MicroRNAs (miRNAs) are small nonprotein-coding RNA molecules that target mRNAs for translational repression or degradation. Recent studies demonstrated that miRNA expression levels are substantially altered in heart failure (HF) and therefore may play a role in the functional abnormalities observed in diseased hearts. Since miR-129 expression is augmented in HF, we hypothesized that HF-observed changes in Excitation-Contraction Coupling result, in part, from miR-129-mediated downregulation of specific calcium handling proteins. Confocal Ca2+ imaging revealed that in electrically stimulated myocytes overexpressing miR-129, Ca2+ transient amplitudes were significantly reduced compared to controls. In contrast, sarcoplasmic reticulum (SR) Ca2+ contents assessed by rapid application of caffeine remained unchanged. Furthermore, kinetic analyses of Ca2+ transient decays suggested miR-129 overexpression does not affect Na+/Ca2+ exchanger or SR Ca2+ ATPase function. Voltage-clamp experiments showed no difference in Ca2+ currents in miR-129 overexpressing and control cells. Additionally, permeabilized myocytes demonstrated no change in Ca2+ spark frequency nor amplitude indicating no effect from miR-129 overexpression on SR Ca2+ release channel Ryanodine Receptor (RyR2) function. Detailed analysis of Ca2+ transient rising phase revealed significant time-to-peak prolongation accompanied by reduction in Ca2+ release synchronization in miR-129 overexpressing myocytes compared with controls.

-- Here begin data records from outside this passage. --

//! Transient BM25 index over conversation turns.
//!
//! Rebuilt each session and updated incrementally as turns arrive; nothing
//! here is persisted. Scores blend Okapi BM25 with the shared recency boost.

use std::collections::HashMap;

use chrono::{DateTime, Utc};

use crate::{ranking, tokenizer::tokenize};

const BM25_K1: f64 = 1.2;
const BM25_B: f64 = 0.75;

/// A single conversation turn.
#[derive(Debug, Clone, PartialEq, Eq)]
pub struct MemoryEntry {
    pub session_id: String,
    pub timestamp: DateTime<Utc>,
    pub role: String,
    pub content: String,
}

/// A scored conversation search hit.
#[derive(Debug, Clone)]
pub struct ConversationHit {
    pub entry: MemoryEntry,
    pub score: f32,
}

/// In-memory inverted index over [`MemoryEntry`] documents.
#[derive(Debug, Default)]
pub struct ConversationIndex {
    entries: Vec<MemoryEntry>,
    doc_lens: Vec<usize>,
    /// token → (doc index, term frequency), doc indices ascending.
    postings: HashMap<String, Vec<(usize, u32)>>,
    avg_doc_len: f64,
}

impl ConversationIndex {
    pub fn new() -> Self {
        Self::default()
    }

    pub fn len(&self) -> usize {
        self.entries.len()
    }

    pub fn is_empty(&self) -> bool {
        self.entries.is_empty()
    }

    /// Replace the whole index, rebuilding postings and the average document
    /// length from scratch.
    pub fn load(&mut self, entries: Vec<MemoryEntry>) {
        self.entries.clear();
        self.doc_lens.clear();
        self.postings.clear();
        self.avg_doc_len = 0.0;

        for entry in entries {
            self.insert(entry);
        }
        // Full recompute rather than the running average used by `add`.
        if !self.doc_lens.is_empty() {
            let total: usize = self.doc_lens.iter().sum();
            self.avg_doc_len = total as f64 / self.doc_lens.len() as f64;
        }
    }

    /// Append one turn, updating postings and the average document length
    /// incrementally without rescanning prior documents.
    pub fn add(&mut self, entry: MemoryEntry) {
        let n = self.entries.len() as f64;
        let dl = self.insert(entry);
        self.avg_doc_len = (self.avg_doc_len * n + dl as f64) / (n + 1.0);
    }

    /// Insert postings for `entry` and return its token count.
    fn insert(&mut self, entry: MemoryEntry) -> usize {
        let doc = self.entries.len();
        let tokens = tokenize(&entry.content);
        let dl = tokens.len();

        let mut tf: HashMap<String, u32> = HashMap::new();
        for token in tokens {
            *tf.entry(token).or_insert(0) += 1;
        }
        for (token, count) in tf {
            self.postings.entry(token).or_default().push((doc, count));
        }

        self.entries.push(entry);
        self.doc_lens.push(dl);
        dl
    }

    /// Search by BM25 blended with recency. Documents matching no query
    /// token are excluded; ties keep insertion order.
    pub fn search(&self, query: &str, limit: usize) -> Vec<ConversationHit> {
        let tokens = tokenize(query);
        if tokens.is_empty() || self.entries.is_empty() {
            return vec![];
        }

        let n = self.entries.len() as f64;
        let avg_dl = self.avg_doc_len.max(1.0);
        let mut scores: HashMap<usize, f64> = HashMap::new();

        for token in &tokens {
            let Some(postings) = self.postings.get(token) else {
                continue;
            };
            let df = postings.len() as f64;
            let idf = ((n - df + 0.5) / (df + 0.5) + 1.0).ln();
            for &(doc, tf) in postings {
                let tf = f64::from(tf);
                let dl = self.doc_lens[doc] as f64;
                let tf_norm =
                    tf * (BM25_K1 + 1.0) / (tf + BM25_K1 * (1.0 - BM25_B + BM25_B * dl / avg_dl));
                *scores.entry(doc).or_insert(0.0) += idf * tf_norm;
            }
        }

        let now = Utc::now().timestamp();
        let mut matched: Vec<(usize, f64)> = scores.into_iter().collect();
        // Insertion order first so the stable sort below breaks ties by it.
        matched.sort_by_key(|&(doc, _)| doc);

        let mut hits: Vec<ConversationHit> = matched
            .into_iter()
            .map(|(doc, bm25)| {
                let entry = self.entries[doc].clone();
                let boost = ranking::recency_boost(entry.timestamp.timestamp(), now);
                ConversationHit {
                    entry,
                    score: ranking::blend(bm25, boost) as f32,
                }
            })
            .collect();

        hits.sort_by(|a, b| {
            b.score
                .partial_cmp(&a.score)
                .unwrap_or(std::cmp::Ordering::Equal)
        });
        hits.truncate(limit);
        hits
    }
}

#[allow(clippy::unwrap_used, clippy::expect_used)]
#[cfg(test)]
mod tests {
    use {super::*, chrono::Duration};

    fn entry(content: &str) -> MemoryEntry {
        MemoryEntry {
            session_id: "s1".into(),
            timestamp: Utc::now(),
            role: "user".into(),
            content: content.into(),
        }
    }

    fn entry_at(content: &str, timestamp: DateTime<Utc>) -> MemoryEntry {
        MemoryEntry {
            timestamp,
            ..entry(content)
        }
    }

    #[test]
    fn test_term_frequency_ranks_first() {
        let mut index = ConversationIndex::new();
        index.load(vec![
            entry("apple banana cherry"),
            entry("apple apple apple"),
            entry("banana cherry date"),
        ]);

        let hits = index.search("apple", 10);
        assert_eq!(hits.len(), 2);
        assert_eq!(hits[0].entry.content, "apple apple apple");
    }

    #[test]
    fn test_cjk_query_matches_cjk_content() {
        let mut index = ConversationIndex::new();
        index.load(vec![
            entry("今天天气很好"),
            entry("明天要下雨"),
            entry("hello world"),
        ]);

        let hits = index.search("天气", 10);
        assert!(!hits.is_empty());
        assert_eq!(hits[0].entry.content, "今天天气很好");
    }

    #[test]
    fn test_non_matching_docs_are_excluded() {
        let mut index = ConversationIndex::new();
        index.load(vec![entry("rust systems"), entry("pasta recipe")]);

        let hits = index.search("rust", 10);
        assert_eq!(hits.len(), 1);
        assert_eq!(hits[0].entry.content, "rust systems");
    }

    #[test]
    fn test_empty_query_returns_nothing() {
        let mut index = ConversationIndex::new();
        index.add(entry("anything"));
        assert!(index.search("", 10).is_empty());
        assert!(index.search("!!! ---", 10).is_empty());
    }

    #[test]
    fn test_recency_breaks_lexical_ties() {
        let now = Utc::now();
        let mut index = ConversationIndex::new();
        index.load(vec![
            entry_at("deploy checklist", now - Duration::days(30)),
            entry_at("deploy checklist", now),
        ]);

        let hits = index.search("deploy", 10);
        assert_eq!(hits.len(), 2);
        assert_eq!(hits[0].entry.timestamp, hits.iter().map(|h| h.entry.timestamp).max().unwrap());
        assert!(hits[0].score > hits[1].score);
    }

    #[test]
    fn test_incremental_add_matches_bulk_load() {
        let turns = vec![
            entry("one two three"),
            entry("four five"),
            entry("six seven eight nine"),
        ];

        let mut loaded = ConversationIndex::new();
        loaded.load(turns.clone());

        let mut added = ConversationIndex::new();
        for turn in turns {
            added.add(turn);
        }

        assert_eq!(loaded.len(), added.len());
        assert!((loaded.avg_doc_len - added.avg_doc_len).abs() < 1e-9);

        let a = loaded.search("five", 5);
        let b = added.search("five", 5);
        assert_eq!(a.len(), b.len());
        assert_eq!(a[0].entry.content, b[0].entry.content);
    }

    #[test]
    fn test_limit_truncates() {
        let mut index = ConversationIndex::new();
        for i in 0..10 {
            index.add(entry(&format!("shared token plus unique{i}")));
        }
        assert_eq!(index.search("shared", 3).len(), 3);
    }
}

Overall, these data imply that miR-129 overexpression reduces the fidelity of coupling between plasmalemmal Ca2+ channels and RyR2s located in junctional SR. Efficient coupling between L-type Ca2+ channels and RyR2 is facilitated by junctophilins (JPH), proteins tethering T-tubules to SR forming junctional membrane complexes keeping channels at precise distances. Western blot analyses demonstrated that miR-129 overexpression significantly reduced levels of JPH4, a putative target of miR-129. Therefore, our results suggest that increased levels of miR-129 may underlie diminished Ca2+ release in HF by downregulation of JPH4 thus altering geometry of the dyadic cleft.